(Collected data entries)
● ● ● ● ● ● ●

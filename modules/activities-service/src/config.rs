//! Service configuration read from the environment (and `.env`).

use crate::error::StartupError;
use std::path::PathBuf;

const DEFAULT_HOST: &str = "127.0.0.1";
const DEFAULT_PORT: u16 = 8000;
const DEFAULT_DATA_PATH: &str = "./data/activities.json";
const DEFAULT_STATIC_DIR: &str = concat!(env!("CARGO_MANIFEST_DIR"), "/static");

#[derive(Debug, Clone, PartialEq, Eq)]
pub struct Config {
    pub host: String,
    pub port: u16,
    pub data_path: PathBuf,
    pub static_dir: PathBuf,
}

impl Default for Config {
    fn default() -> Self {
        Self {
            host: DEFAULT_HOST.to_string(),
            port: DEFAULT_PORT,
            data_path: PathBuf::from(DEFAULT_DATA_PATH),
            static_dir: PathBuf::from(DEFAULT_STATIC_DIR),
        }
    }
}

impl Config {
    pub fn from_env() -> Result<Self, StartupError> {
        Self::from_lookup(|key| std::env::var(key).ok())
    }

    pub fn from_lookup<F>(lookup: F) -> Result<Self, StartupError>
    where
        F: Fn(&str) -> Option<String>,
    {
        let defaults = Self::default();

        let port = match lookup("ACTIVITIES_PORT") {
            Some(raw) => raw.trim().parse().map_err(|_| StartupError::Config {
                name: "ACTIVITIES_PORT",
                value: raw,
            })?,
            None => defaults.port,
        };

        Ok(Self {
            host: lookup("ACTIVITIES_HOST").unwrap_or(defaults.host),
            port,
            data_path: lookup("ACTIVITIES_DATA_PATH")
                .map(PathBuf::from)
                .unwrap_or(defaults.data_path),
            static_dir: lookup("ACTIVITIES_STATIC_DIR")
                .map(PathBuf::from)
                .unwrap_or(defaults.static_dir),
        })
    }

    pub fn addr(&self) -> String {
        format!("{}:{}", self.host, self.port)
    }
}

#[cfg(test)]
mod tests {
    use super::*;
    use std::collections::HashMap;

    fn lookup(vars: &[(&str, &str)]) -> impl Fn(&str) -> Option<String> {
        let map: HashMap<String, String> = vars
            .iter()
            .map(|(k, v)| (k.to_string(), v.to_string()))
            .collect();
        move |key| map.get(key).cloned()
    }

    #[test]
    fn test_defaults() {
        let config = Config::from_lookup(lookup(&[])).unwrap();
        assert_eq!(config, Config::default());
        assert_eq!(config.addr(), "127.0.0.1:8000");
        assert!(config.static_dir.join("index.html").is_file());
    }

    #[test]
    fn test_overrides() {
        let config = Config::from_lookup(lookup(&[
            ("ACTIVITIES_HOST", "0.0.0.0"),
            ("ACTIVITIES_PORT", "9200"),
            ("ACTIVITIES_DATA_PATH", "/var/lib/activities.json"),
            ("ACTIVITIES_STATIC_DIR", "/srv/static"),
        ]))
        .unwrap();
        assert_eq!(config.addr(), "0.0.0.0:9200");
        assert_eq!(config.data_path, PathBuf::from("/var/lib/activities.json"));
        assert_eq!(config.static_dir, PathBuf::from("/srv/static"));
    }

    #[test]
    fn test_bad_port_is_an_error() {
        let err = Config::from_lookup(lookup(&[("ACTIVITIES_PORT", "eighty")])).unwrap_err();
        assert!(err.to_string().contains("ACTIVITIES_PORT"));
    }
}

● ● ● ● ● ● ●

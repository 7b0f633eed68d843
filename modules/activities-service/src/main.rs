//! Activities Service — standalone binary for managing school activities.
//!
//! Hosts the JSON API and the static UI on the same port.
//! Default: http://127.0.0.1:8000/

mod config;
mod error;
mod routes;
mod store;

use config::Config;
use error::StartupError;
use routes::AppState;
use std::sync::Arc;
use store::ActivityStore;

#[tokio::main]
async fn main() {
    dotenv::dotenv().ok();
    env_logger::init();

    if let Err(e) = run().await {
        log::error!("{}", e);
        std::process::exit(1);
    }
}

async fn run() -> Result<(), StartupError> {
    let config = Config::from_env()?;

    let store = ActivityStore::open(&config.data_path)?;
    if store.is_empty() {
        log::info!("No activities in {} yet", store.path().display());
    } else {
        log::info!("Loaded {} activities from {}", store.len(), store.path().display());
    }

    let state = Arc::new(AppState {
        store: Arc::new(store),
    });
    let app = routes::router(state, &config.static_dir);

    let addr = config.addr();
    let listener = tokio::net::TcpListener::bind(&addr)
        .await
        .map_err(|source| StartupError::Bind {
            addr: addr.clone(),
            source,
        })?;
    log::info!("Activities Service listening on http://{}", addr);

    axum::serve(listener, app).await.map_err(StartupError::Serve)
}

● ● ● ● ● ● ●

> [Task requirements]: Report back each line of the entries that holds the string "tokio".

> [Your response]:
#[tokio::main]
    let listener = tokio::net::TcpListener::bind(&addr)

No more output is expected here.